WHAT YOU WILL DO
Transcribe the following entries word for word. End with the line where "the action by" appears.

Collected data
* * * * *

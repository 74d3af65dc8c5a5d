// Copyright (C) 2024 Nicola Dardanis <nicdard@gmail.com>
//
// This program is free software: you can redistribute it and/or modify it under
// the terms of the GNU General Public License as published by the Free Software
// Foundation, version 3.
//
// This program is distributed in the hope that it will be useful, but WITHOUT
// ANY WARRANTY; without even the implied warranty of MERCHANTABILITY or FITNESS
// FOR A PARTICULAR PURPOSE. See the GNU General Public License for more details.
//
// You should have received a copy of the GNU General Public License along with
// this program. If not, see <https://www.gnu.org/licenses/>.
//

//! Rendering of the YAML manifest that carries the certificate signing request,
//! e.g. a Kubernetes `CertificateSigningRequest` object.
//!
//! The template is an external file using the `{{ .Field }}` action syntax with two fields:
//! `{{ .Name }}`, replaced by the identifier, and `{{ .Request }}`, replaced by the base64 encoded request.
//! Values are inserted as they are, nothing is escaped.
//!
//! As in Go templates, a `-` right after `{{` or right before `}}`, separated from the action by
//! a space, trims the whitespace preceding or following the action: `{{- .Name -}}`.
//! Comments `{{/* ... */}}` render nothing and may span lines.

use std::path::Path;

use crate::error::TemplateError;

const OPEN_ACTION: &str = "{{";
const CLOSE_ACTION: &str = "}}";
const TRIM_MARKER: char = '-';
const OPEN_COMMENT: &str = "/*";
const CLOSE_COMMENT: &str = "*/";

/// The fields a template can refer to.
#[derive(Debug, Clone, Copy, PartialEq, Eq)]
pub enum Field {
    Name,
    Request,
}

impl Field {
    fn parse(action: &str) -> Option<Self> {
        match action.trim() {
            ".Name" => Some(Field::Name),
            ".Request" => Some(Field::Request),
            _ => None,
        }
    }
}

enum Action {
    Field(Field),
    Comment,
}

impl Action {
    fn parse(action: &str) -> Option<Self> {
        let action = action.trim_matches(is_space);
        if action.len() >= OPEN_COMMENT.len() + CLOSE_COMMENT.len()
            && action.starts_with(OPEN_COMMENT)
            && action.ends_with(CLOSE_COMMENT)
        {
            return Some(Action::Comment);
        }
        Field::parse(action).map(Action::Field)
    }
}

#[derive(Debug, Clone, PartialEq, Eq)]
enum Segment {
    Text(String),
    Field(Field),
}

/// The values substituted in the template.
#[derive(Debug, Clone, Copy)]
pub struct ManifestValues<'a> {
    pub name: &'a str,
    pub request: &'a str,
}

/// A parsed manifest template.
#[derive(Debug, Clone, PartialEq, Eq)]
pub struct Template {
    segments: Vec<Segment>,
}

impl Template {
    /// Parse a template from its source.
    pub fn parse(source: &str) -> Result<Self, TemplateError> {
        let mut segments = Vec::new();
        let mut rest = source;
        let mut consumed = 0;
        let mut trim_next = false;
        while let Some(start) = rest.find(OPEN_ACTION) {
            let line = line_of(source, consumed + start);
            let after_open = &rest[start + OPEN_ACTION.len()..];
            let trim_previous = starts_with_trim_marker(after_open);
            let body_offset = if trim_previous { TRIM_MARKER.len_utf8() } else { 0 };
            let body = &after_open[body_offset..];

            // A comment may contain the closing delimiter.
            let comment_end = match body.find(OPEN_COMMENT) {
                Some(open) if body[..open].chars().all(is_space) => {
                    let from = open + OPEN_COMMENT.len();
                    body[from..]
                        .find(CLOSE_COMMENT)
                        .map(|end| from + end + CLOSE_COMMENT.len())
                        .ok_or(TemplateError::Unclosed { line })?
                }
                _ => 0,
            };
            let end = body[comment_end..]
                .find(CLOSE_ACTION)
                .map(|end| comment_end + end)
                .ok_or(TemplateError::Unclosed { line })?;
            let mut action = &body[..end];
            let trim_following = ends_with_trim_marker(action);
            if trim_following {
                action = &action[..action.len() - TRIM_MARKER.len_utf8()];
            }

            let advance = start + OPEN_ACTION.len() + body_offset + end + CLOSE_ACTION.len();
            let action = Action::parse(action).ok_or_else(|| TemplateError::UnknownField {
                line,
                action: rest[start..advance].to_string(),
            })?;
            push_text(&mut segments, &rest[..start], trim_next, trim_previous);
            if let Action::Field(field) = action {
                segments.push(Segment::Field(field));
            }
            trim_next = trim_following;
            consumed += advance;
            rest = &rest[advance..];
        }
        push_text(&mut segments, rest, trim_next, false);
        Ok(Template { segments })
    }

    /// Read and parse the template file at `path`.
    pub fn load(path: &Path) -> Result<Self, TemplateError> {
        let source = std::fs::read_to_string(path).map_err(|source| TemplateError::Read {
            path: path.to_path_buf(),
            source,
        })?;
        log::debug!("Loaded the manifest template from `{}`.", path.display());
        Template::parse(&source)
    }

    /// Whether the template refers to `field` at least once. Fields named only inside comments
    /// do not count.
    pub fn uses(&self, field: Field) -> bool {
        self.segments.contains(&Segment::Field(field))
    }

    /// Substitute the values in the template.
    pub fn render(&self, values: &ManifestValues) -> String {
        let mut rendered = String::new();
        for segment in &self.segments {
            match segment {
                Segment::Text(text) => rendered.push_str(text),
                Segment::Field(Field::Name) => rendered.push_str(values.name),
                Segment::Field(Field::Request) => rendered.push_str(values.request),
            }
        }
        rendered
    }
}

/// Load the template at `template_path` and render it with the given name and encoded request.
pub fn render_manifest(
    template_path: &Path,
    name: &str,
    encoded_request: &str,
) -> Result<String, TemplateError> {
    let template = Template::load(template_path)?;
    for field in [Field::Name, Field::Request] {
        if !template.uses(field) {
            log::warn!(
                "The template `{}` never uses the `{:?}` field.",
                template_path.display(),
                field
            );
        }
    }
    Ok(template.render(&ManifestValues {
        name,
        request: encoded_request,
    }))
}

fn is_space(c: char) -> bool {
    matches!(c, ' ' | '\t' | '\r' | '\n')
}

/// `{{- ` trims the text before the action. `{{-3}}` does not.
fn starts_with_trim_marker(body: &str) -> bool {
    let mut chars = body.chars();
    chars.next() == Some(TRIM_MARKER) && chars.next().is_some_and(is_space)
}

fn ends_with_trim_marker(action: &str) -> bool {
    let mut chars = action.chars().rev();
    chars.next() == Some(TRIM_MARKER) && chars.next().is_some_and(is_space)
}

fn push_text(segments: &mut Vec<Segment>, text: &str, trim_start: bool, trim_end: bool) {
    let text = if trim_start {
        text.trim_start_matches(is_space)
    } else {
        text
    };
    let text = if trim_end {
        text.trim_end_matches(is_space)
    } else {
        text
    };
    if !text.is_empty() {
        segments.push(Segment::Text(text.to_string()));
    }
}

/// 1-based line number of the byte at `offset`.
fn line_of(source: &str, offset: usize) -> usize {
    source[..offset].matches('\n').count() + 1
}

#[cfg(test)]
mod tests {

    use super::*;

    const CSR_TEMPLATE: &str = "apiVersion: certificates.k8s.io/v1
kind: CertificateSigningRequest
metadata:
  name: {{ .Name }}
spec:
  request: {{ .Request }}
  signerName: kubernetes.io/kube-apiserver-client
  usages:
  - client auth
";

    #[test]
    fn render_kubernetes_manifest() {
        let template = Template::parse(CSR_TEMPLATE).unwrap();
        let rendered = template.render(&ManifestValues {
            name: "acme",
            request: "LS0tLS1CRUdJTg==",
        });
        assert!(rendered.contains("  name: acme\n"));
        assert!(rendered.contains("  request: LS0tLS1CRUdJTg==\n"));
        assert!(rendered.ends_with("  - client auth\n"));
        assert!(!rendered.contains("{{"));
    }

    #[test]
    fn actions_tolerate_whitespace() {
        let template = Template::parse("{{.Name}}|{{   .Request\t}}|{{ .Name }}").unwrap();
        let rendered = template.render(&ManifestValues {
            name: "n",
            request: "r",
        });
        assert_eq!(rendered, "n|r|n");
    }

    #[test]
    fn values_are_not_escaped() {
        let template = Template::parse("request: {{ .Request }}").unwrap();
        let rendered = template.render(&ManifestValues {
            name: "acme",
            request: "a+b/c==",
        });
        assert_eq!(rendered, "request: a+b/c==");
    }

    #[test]
    fn template_without_actions() {
        let template = Template::parse("plain: yaml\n").unwrap();
        assert!(!template.uses(Field::Name));
        let rendered = template.render(&ManifestValues {
            name: "acme",
            request: "r",
        });
        assert_eq!(rendered, "plain: yaml\n");
    }

    #[test]
    fn reject_unclosed_action() {
        let err = Template::parse("a: 1\nname: {{ .Name\n").unwrap_err();
        assert!(matches!(err, TemplateError::Unclosed { line: 2 }));
    }

    #[test]
    fn reject_unknown_field() {
        let err = Template::parse("a: 1\nb: 2\nc: {{ .Email }}\n").unwrap_err();
        match err {
            TemplateError::UnknownField { line, action } => {
                assert_eq!(line, 3);
                assert_eq!(action, "{{ .Email }}");
            }
            other => panic!("unexpected error: {}", other),
        }
    }

    #[test]
    fn trim_markers_remove_surrounding_whitespace() {
        let template = Template::parse("name:  \n  {{- .Name -}}  \n|{{ .Request -}}\n\t x").unwrap();
        let rendered = template.render(&ManifestValues {
            name: "acme",
            request: "r",
        });
        assert_eq!(rendered, "name:acme|rx");
    }

    #[test]
    fn dash_without_space_is_not_a_trim_marker() {
        let err = Template::parse("a {{-.Name}}").unwrap_err();
        assert!(matches!(err, TemplateError::UnknownField { line: 1, .. }));
        let err = Template::parse("a {{ .Name-}}").unwrap_err();
        assert!(matches!(err, TemplateError::UnknownField { line: 1, .. }));
    }

    #[test]
    fn comments_render_nothing() {
        let source = "{{/* Rendered by csrgen.\n   {{ .Email }} is not a field. */}}\nname: {{ .Name }}\n{{- /* trailing */ -}}\n";
        let template = Template::parse(source).unwrap();
        assert!(template.uses(Field::Name));
        assert!(!template.uses(Field::Request));
        let rendered = template.render(&ManifestValues {
            name: "acme",
            request: "r",
        });
        assert_eq!(rendered, "\nname: acme");
    }

    #[test]
    fn reject_unclosed_comment() {
        let err = Template::parse("a: 1\n{{/* no end }}\nb: 2\n").unwrap_err();
        assert!(matches!(err, TemplateError::Unclosed { line: 2 }));
    }

    #[test]
    fn missing_template_file() {
        let root = tempfile::tempdir().unwrap();
        let err = render_manifest(&root.path().join("template.yaml"), "acme", "r").unwrap_err();
        assert!(matches!(err, TemplateError::Read { .. }));
    }

    #[test]
    fn render_manifest_from_file() {
        let root = tempfile::tempdir().unwrap();
        let path = root.path().join("template.yaml");
        std::fs::write(&path, CSR_TEMPLATE).unwrap();
        let rendered = render_manifest(&path, "acme", "cmVxdWVzdA==").unwrap();
        assert!(rendered.contains("name: acme"));
        assert!(rendered.contains("request: cmVxdWVzdA=="));
    }
}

* * * * *

ANSWER FOR THIS EXERCISE
repository 74d3af65dc8c5a5d
// Copyright (C) 2024 Nicola Dardanis <nicdard@gmail.com>
//
// This program is free software: you can redistribute it and/or modify it under
// the terms of the GNU General Public License as published by the Free Software
// Foundation, version 3.
//
// This program is distributed in the hope that it will be useful, but WITHOUT
// ANY WARRANTY; without even the implied warranty of MERCHANTABILITY or FITNESS
// FOR A PARTICULAR PURPOSE. See the GNU General Public License for more details.
//
// You should have received a copy of the GNU General Public License along with
// this program. If not, see <https://www.gnu.org/licenses/>.
//

//! Rendering of the YAML manifest that carries the certificate signing request,
//! e.g. a Kubernetes `CertificateSigningRequest` object.
//!
//! The template is an external file using the `{{ .Field }}` action syntax with two fields:
//! `{{ .Name }}`, replaced by the identifier, and `{{ .Request }}`, replaced by the base64 encoded request.
//! Values are inserted as they are, nothing is escaped.
//!
//! As in Go templates, a `-` right after `{{` or right before `}}`, separated from the action by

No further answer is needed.